Big and Chunky brothers

Dear Big and Chunky brothers,

The big secret that a lot of people have been slowly learning is that most restrictive diets don't work in the long run. Being on a diet usually makes people hungry, tired, cranky, frustrated, depressed, deprived, annoyed, and anxious. Sounds like a recipe for failure, huh? The key to eating a balanced diet is to be mindful of what you are eating and how much you are eating. Aim to eat a generally healthy diet, but allow yourself to follow your cravings without guilt. Moderation is key.

So, what's a teen to do? First, take a look at your lifestyle. Are you sitting in front of a computer, TV, or video game system most of the time? You need to get up and get your body in motion! Having a friend with the same concerns is helpful, because being active is more fun with someone else. Make a list of things you could do together. Some ideas to get you started include:

  • Playing some sport — outside
  • Enthusiastic walking
  • Riding bikes
  • Walking up stairs
  • Getting off at an earlier bus or subway stop and walking the rest of the way

Second, identify your usual eating routine. For many people, it's almost automatic to snack while working and studying, reading, or watching television. Hunger doesn't even matter. This is a pattern of eating that can be hard to break. Trying to be more mindful of what, when, and how much you eat is a good way to start. Set out to eat only when you're hungry, rather than for entertainment. If you are hungry (and it is okay and even helpful to eat between meals), take a few moments to sit and have a snack. Instead of eating out of a bag, box, or container, put out a set amount on a plate or in a bowl. Healthy snack ideas include vegetables and hummus, an apple and an ounce of cheese, or a rice cake with nut butter. When you are done eating, move to the next activity.

Eating three regular meals a day can make a difference. If you're a breakfast or lunch skipper, it may set the stage for you to get too hungry and overeat at some point later in the day. You can build healthy meals by:

  • Including at least one fruit (e.g., apple, orange, pear) or non-starchy vegetable (e.g., leafy greens, broccoli, carrots) at every meal.
  • Incorporating one food that is a good source of protein: low- or non-fat dairy (e.g., milk, yogurt, cheese); soy (e.g., tofu, soy milk); lean meat, chicken, fish; legumes (e.g., beans, lentils, and split peas) or nuts.
  • Making half of all of your grains whole ones (that's a minimum of one meal or snack), and including items such as whole grain breads or cereals, brown rice, or whole grain pasta.
  • Cutting down on fat. Although some fat in your eating plan is healthy, it's a concentrated source of calories that can add up quickly. Making French fries out of a potato adds over 20 grams of fat and almost 200 calories, while a plain baked potato has less than one gram of fat and 220 calories. Choose fried foods infrequently and opt for baked, broiled, grilled, roasted, or steamed items instead.

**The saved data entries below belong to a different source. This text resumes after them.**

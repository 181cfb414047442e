// crates/warden-executor/src/node.rs
// ============================================================================
// Module: Node Abstraction
// Description: The `Node` trait, its execution context, and outcome/error
//              shapes (§4.H).
// Dependencies: warden-core
// ============================================================================

//! ## Overview
//! A [`Node`] never performs its own audit writes or policy decisions — it
//! returns a [`NodeOutcome`] (or a [`NodeError`]) and the executor records
//! everything else. [`ExecutionContext`] is the one channel nodes use to read
//! prior nodes' outputs and contribute artifacts, matching §3's "shared state
//! between nodes... append/overwrite by key; ordering matches execution
//! order."

use std::collections::BTreeMap;

use thiserror::Error;
use warden_core::BusinessIntentId;
use warden_core::GraphId;
use warden_core::ParamValue;

/// Per-run container threaded through every node call in execution order.
#[derive(Debug, Clone)]
pub struct ExecutionContext {
    /// Graph this context belongs to.
    pub graph_id: GraphId,
    /// Business intent this graph fulfills, if tracked.
    pub business_intent_id: Option<BusinessIntentId>,
    /// True when nodes should run `dry_run` instead of `execute`.
    pub dry_run: bool,
    /// Shared key/value state contributed by prior nodes in this run.
    shared_state: BTreeMap<String, ParamValue>,
    /// Artifact references contributed by prior nodes in this run, in order.
    artifacts: Vec<String>,
}

impl ExecutionContext {
    /// Constructs an empty context for a fresh run.
    #[must_use]
    pub fn new(graph_id: GraphId, business_intent_id: Option<BusinessIntentId>, dry_run: bool) -> Self {
        Self { graph_id, business_intent_id, dry_run, shared_state: BTreeMap::new(), artifacts: Vec::new() }
    }

    /// Reads a value a prior node contributed, if any.
    #[must_use]
    pub fn get(&self, key: &str) -> Option<&ParamValue> {
        self.shared_state.get(key)
    }

    /// Inserts or overwrites a shared value, for a later node to read.
    pub fn set(&mut self, key: impl Into<String>, value: ParamValue) {
        self.shared_state.insert(key.into(), value);
    }

    /// Appends an artifact reference, preserving contribution order.
    pub fn add_artifact(&mut self, artifact: impl Into<String>) {
        self.artifacts.push(artifact.into());
    }

    /// Returns all artifacts contributed so far, in contribution order.
    #[must_use]
    pub fn artifacts(&self) -> &[String] {
        &self.artifacts
    }
}

/// What a node's `execute`/`dry_run` call produced on success.
#[derive(Debug, Clone, Default)]
pub struct NodeOutcome {
    /// Structured output keys this node is contributing to shared state.
    pub output: BTreeMap<String, ParamValue>,
    /// Artifact references this node is contributing.
    pub artifacts: Vec<String>,
}

/// Errors a [`Node`] call may raise. Per §4.H, any uncaught node-level error
/// is wrapped as a node failure by the executor, never propagated raw.
#[derive(Debug, Error)]
pub enum NodeError {
    /// A precondition checked by `validate_before_execution` failed.
    #[error("precondition failed: {0}")]
    Precondition(String),
    /// The node's live or dry-run execution failed.
    #[error("execution failed: {0}")]
    Execution(String),
    /// `rollback` was called on a node that did not declare `ROLLBACKABLE`.
    #[error("rollback not implemented for this node")]
    RollbackNotImplemented,
    /// The node exceeded its allotted execution time.
    #[error("node timed out")]
    Timeout,
}

/// One executable unit in a [`crate::graph::GraphSpec`].
///
/// Implementers must not perform their own audit writes or policy decisions;
/// they report structured outputs and artifacts through `ctx` and the
/// executor records the rest (§4.H).
pub trait Node: Send + Sync {
    /// Runs this node with real side effects.
    ///
    /// # Errors
    ///
    /// Returns [`NodeError`] on any failure; implementations must not panic.
    fn execute(&self, ctx: &mut ExecutionContext) -> Result<NodeOutcome, NodeError>;

    /// Runs this node in a side-effect-free or simulated mode. Required
    /// whenever the node declares [`crate::graph::Capability::DryRun`].
    ///
    /// # Errors
    ///
    /// Returns [`NodeError`] on any failure.
    fn dry_run(&self, ctx: &mut ExecutionContext) -> Result<NodeOutcome, NodeError>;

    /// Reverses a prior successful `execute` call. Required whenever the node
    /// declares [`crate::graph::Capability::Rollbackable`]; the default
    /// implementation returns [`NodeError::RollbackNotImplemented`].
    ///
    /// # Errors
    ///
    /// Returns [`NodeError`] on any failure, including when rollback is not
    /// implemented.
    fn rollback(&self, ctx: &mut ExecutionContext) -> Result<(), NodeError> {
        let _ = ctx;
        Err(NodeError::RollbackNotImplemented)
    }

    /// Checks this node's preconditions before any side effect runs. The
    /// default implementation has no preconditions.
    ///
    /// # Errors
    ///
    /// Returns [`NodeError::Precondition`] when a precondition fails.
    fn validate_before_execution(&self, ctx: &ExecutionContext) -> Result<(), NodeError> {
        let _ = ctx;
        Ok(())
    }
}
// crates/warden-cli/src/main.rs
// ============================================================================
// Module: Governance Kernel CLI Entry Point
// Description: Thin command dispatcher binding the kernel's inbound
//              interfaces (validate, approval issue/consume, execute,
//              evidence verify, config check) to a terminal.
// Purpose: Give an operator or script a local way to drive the governance
//          kernel without writing a host process.
// Dependencies: clap, serde_json, warden-approvals, warden-config,
//               warden-core, warden-evidence, warden-executor, warden-gateway,
//               warden-governor, warden-store-sqlite
// ============================================================================

//! ## Overview
//! This binary is a binding, not a second implementation: every subcommand
//! parses its input, calls straight into the crate that owns the decision,
//! and prints the result as JSON. Business logic lives in `warden-core`,
//! `warden-approvals`, `warden-governor`, `warden-executor`, `warden-evidence`,
//! and `warden-gateway`; this crate owns only argument parsing, store/sink
//! wiring from [`warden_config::GovernanceConfig`], and output formatting.

#![allow(
    clippy::print_stdout,
    clippy::print_stderr,
    reason = "this binary's entire contract with its caller is JSON on stdout and errors on stderr"
)]

use std::path::Path;
use std::path::PathBuf;
use std::process::ExitCode;
use std::sync::Arc;

use clap::Parser;
use clap::Subcommand;
use serde::Serialize;
use thiserror::Error;
use warden_approvals::ApprovalLedger;
use warden_approvals::ApprovalStore;
use warden_approvals::InMemoryApprovalStore;
use warden_config::ConfigError;
use warden_config::GovernanceConfig;
use warden_core::Clock;
use warden_core::Ir;
use warden_core::SystemClock;
use warden_core::TenantId;
use warden_core::Timestamp;
use warden_core::validate;
use warden_evidence::EvidenceReader;
use warden_evidence::EvidenceSink;
use warden_evidence::FileSink;
use warden_evidence::verify_pack;
use warden_executor::GraphSpec;
use warden_gateway::ExecuteRequest;
use warden_gateway::GatewayOrchestrator;
use warden_gateway::IrGovernanceMode;
use warden_store_sqlite::SqliteStore;

/// Governance kernel command-line interface.
#[derive(Parser, Debug)]
#[command(name = "warden", about = "Governance kernel command-line interface", disable_help_subcommand = true)]
struct Cli {
    /// Selected subcommand.
    #[command(subcommand)]
    command: Command,
}

/// Top-level subcommands.
#[derive(Subcommand, Debug)]
enum Command {
    /// Validates an IR plan and prints its risk tier and disposition.
    Validate(ValidateArgs),
    /// Approval ledger operations.
    Approval {
        /// Selected approval subcommand.
        #[command(subcommand)]
        command: ApprovalCommand,
    },
    /// Runs a compiled graph through the gateway orchestrator.
    Execute(ExecuteArgs),
    /// Evidence pack operations.
    Evidence {
        /// Selected evidence subcommand.
        #[command(subcommand)]
        command: EvidenceCommand,
    },
    /// Configuration utilities.
    Config {
        /// Selected config subcommand.
        #[command(subcommand)]
        command: ConfigCommand,
    },
}

/// Arguments for `validate`.
#[derive(clap::Args, Debug)]
struct ValidateArgs {
    /// Path to a JSON file containing the IR plan.
    #[arg(long)]
    ir: PathBuf,
}

/// Approval ledger subcommands.
#[derive(Subcommand, Debug)]
enum ApprovalCommand {
    /// Issues a new single-use approval token.
    Create {
        /// Owning tenant.
        #[arg(long)]
        tenant: String,
        /// Canonical hash of the IR this approval authorizes.
        #[arg(long)]
        ir_hash: String,
        /// Time-to-live, in seconds; defaults to the configured value.
        #[arg(long)]
        ttl_seconds: Option<i64>,
        /// Identity of whoever is issuing this approval.
        #[arg(long)]
        created_by: Option<String>,
        /// Path to the governance configuration file.
        #[arg(long)]
        config: Option<PathBuf>,
    },
    /// Consumes a previously issued approval token.
    Consume {
        /// Owning tenant.
        #[arg(long)]
        tenant: String,
        /// Canonical hash of the IR this token authorizes.
        #[arg(long)]
        ir_hash: String,
        /// Raw token, as returned by `approval create`.
        #[arg(long)]
        token: String,
        /// Identity of whoever is consuming this approval.
        #[arg(long)]
        consumed_by: Option<String>,
        /// Path to the governance configuration file.
        #[arg(long)]
        config: Option<PathBuf>,
    },
}

/// Arguments for `execute`.
#[derive(clap::Args, Debug)]
struct ExecuteArgs {
    /// Path to a JSON file containing the compiled execution graph.
    #[arg(long)]
    graph: PathBuf,
    /// Path to a JSON file containing the IR the graph was compiled from.
    /// Required unless `--no-ir-governance` is given.
    #[arg(long)]
    ir: Option<PathBuf>,
    /// Disables IR governance (validation, approval, diff-audit) for this
    /// call; runs the graph as given.
    #[arg(long)]
    no_ir_governance: bool,
    /// Raw approval token, required only when validation escalates.
    #[arg(long)]
    approval_token: Option<String>,
    /// Identity of whoever is consuming an approval token, if any.
    #[arg(long)]
    actor: Option<String>,
    /// Forces execution even if the graph was compiled as a dry run.
    #[arg(long)]
    execute: bool,
    /// Directory evidence packs are written to.
    #[arg(long, default_value = "./evidence")]
    evidence_dir: PathBuf,
    /// Path to the governance configuration file.
    #[arg(long)]
    config: Option<PathBuf>,
}

/// Evidence subcommands.
#[derive(Subcommand, Debug)]
enum EvidenceCommand {
    /// Verifies a previously written evidence pack's content hash.
    Verify {
        /// Reference returned by `execute` (the pack id).
        #[arg(long)]
        reference: String,
        /// Directory evidence packs were written to.
        #[arg(long, default_value = "./evidence")]
        evidence_dir: PathBuf,
    },
}

/// Config subcommands.
#[derive(Subcommand, Debug)]
enum ConfigCommand {
    /// Loads and validates a configuration file.
    Check {
        /// Path to the governance configuration file.
        #[arg(long)]
        path: Option<PathBuf>,
    },
    /// Prints the canonical example configuration.
    Example,
    /// Prints the configuration schema document as JSON.
    Schema,
    /// Writes (or prints) the configuration reference documentation.
    Docs {
        /// Path to write the rendered documentation to; prints to stdout
        /// when omitted.
        #[arg(long)]
        out: Option<PathBuf>,
    },
}

/// Errors surfaced by this binary.
#[derive(Debug, Error)]
enum CliError {
    /// Reading an input file failed.
    #[error("failed to read {path}: {source}")]
    Read {
        /// Path that failed to read.
        path: PathBuf,
        /// Underlying I/O error.
        #[source]
        source: std::io::Error,
    },
    /// Parsing an input file as JSON failed.
    #[error("failed to parse {path} as json: {source}")]
    Json {
        /// Path that failed to parse.
        path: PathBuf,
        /// Underlying parse error.
        #[source]
        source: serde_json::Error,
    },
    /// Loading the configuration failed.
    #[error(transparent)]
    Config(#[from] ConfigError),
    /// The approval ledger rejected the request.
    #[error(transparent)]
    Ledger(#[from] warden_approvals::ledger::LedgerError),
    /// The gateway rejected or failed the request.
    #[error(transparent)]
    Gateway(#[from] warden_gateway::GatewayError),
    /// The evidence sink failed.
    #[error(transparent)]
    Sink(#[from] warden_evidence::SinkError),
    /// The evidence pack's canonical hash could not be recomputed.
    #[error(transparent)]
    Canonical(#[from] warden_core::core::canonical::CanonicalError),
    /// The durable store backend failed to open.
    #[error(transparent)]
    Store(#[from] warden_store_sqlite::SqliteStoreError),
    /// Docs generation or verification failed.
    #[error(transparent)]
    Docs(#[from] warden_config::DocsError),
    /// An IR identified a tenant whose approval target tenant differs.
    #[error("tenant_id {given} is not a valid tenant identifier: {reason}")]
    InvalidTenant {
        /// The value supplied on the command line.
        given: String,
        /// Why it was rejected.
        reason: String,
    },
}

/// Process entry point: parses argv and dispatches to the selected subcommand.
fn main() -> ExitCode {
    tracing_subscriber::fmt::init();
    let cli = Cli::parse();
    match run(cli.command) {
        Ok(()) => ExitCode::SUCCESS,
        Err(error) => {
            tracing::error!(error = %error, "command failed");
            eprintln!("error: {error}");
            ExitCode::FAILURE
        }
    }
}

/// Dispatches a parsed [`Command`] to its handler.
fn run(command: Command) -> Result<(), CliError> {
    match command {
        Command::Validate(args) => run_validate(&args),
        Command::Approval { command } => run_approval(command),
        Command::Execute(args) => run_execute(&args),
        Command::Evidence { command } => run_evidence(command),
        Command::Config { command } => run_config(command),
    }
}

/// Handles `warden validate`.
fn run_validate(args: &ValidateArgs) -> Result<(), CliError> {
    let ir: Ir = read_json(&args.ir)?;
    let result = validate(&ir, SystemClock.now());
    print_json(&result);
    Ok(())
}

/// Handles `warden approval create|consume`.
fn run_approval(command: ApprovalCommand) -> Result<(), CliError> {
    match command {
        ApprovalCommand::Create { tenant, ir_hash, ttl_seconds, created_by, config } => {
            let config = load_config(config.as_deref())?;
            let tenant_id = parse_tenant(&tenant)?;
            let ledger = build_ledger(&config)?;
            let ttl = ttl_seconds.unwrap_or(config.approval.default_ttl_seconds);
            let (approval, raw_token, _event) = ledger.create(tenant_id, ir_hash, ttl, created_by)?;
            print_json(&ApprovalCreated { approval_id: approval.approval_id.to_string(), token: raw_token, expires_at: approval.expires_at });
        }
        ApprovalCommand::Consume { tenant, ir_hash, token, consumed_by, config } => {
            let config = load_config(config.as_deref())?;
            let tenant_id = parse_tenant(&tenant)?;
            let ledger = build_ledger(&config)?;
            let (result, _event) = ledger.consume(&tenant_id, &ir_hash, &token, consumed_by)?;
            print_json(&result);
        }
    }
    Ok(())
}

/// Handles `warden execute`.
fn run_execute(args: &ExecuteArgs) -> Result<(), CliError> {
    let config = load_config(args.config.as_deref())?;
    let graph_spec: GraphSpec = read_json(&args.graph)?;
    let ir = args.ir.as_deref().map(read_json::<Ir>).transpose()?;

    let clock = Arc::new(SystemClock);
    let approval_store = build_store(&config)?;
    let ledger = Arc::new(ApprovalLedger::new(approval_store, Arc::clone(&clock)));
    std::fs::create_dir_all(&args.evidence_dir)
        .map_err(|source| CliError::Read { path: args.evidence_dir.clone(), source })?;
    let sink: Arc<dyn EvidenceSink> = Arc::new(FileSink::new(&args.evidence_dir)?);

    let mode = if args.no_ir_governance { IrGovernanceMode::Off } else { IrGovernanceMode::On };
    let orchestrator = GatewayOrchestrator::new(mode, ledger, sink, None, Some(config.governor_policy()), clock, false);

    let request = ExecuteRequest {
        tenant_id: graph_spec_tenant(ir.as_ref(), &graph_spec)?,
        graph_spec,
        ir,
        approval_token: args.approval_token.clone(),
        actor: args.actor.clone(),
        execute: args.execute,
    };
    let response = orchestrator.handle(request)?;
    print_json(&ExecuteSummary { gateway_result: &response.gateway_result, pack_id: response.evidence_pack.pack_id.clone() });
    Ok(())
}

The quantity of food you are eating is also a component in managing your weight. This doesn't mean that you have to go hungry. Rather, tune in to the portion sizes you are eating. Do you feel overly stuffed after eating? Are you truly hungry when you start eating? Perhaps you could be satisfied with smaller sized meals and snacks. Soft drinks are another source of excess calories for many teens. One can of soda or pop has 150 calories, all from sugar. Drinking a liter a day could add over 3,000 calories to a person's weekly intake, or nearly one extra pound of weight. If this sounds like you, try cutting down, or switching to flavored seltzer or water. Look to whole foods, rather than processed ones, to supply your meals and snacks as often as possible.

Hopefully this answer has given you some "food for thought." Although there aren't any shortcuts to good health, increasing your awareness of your eating patterns is a good start.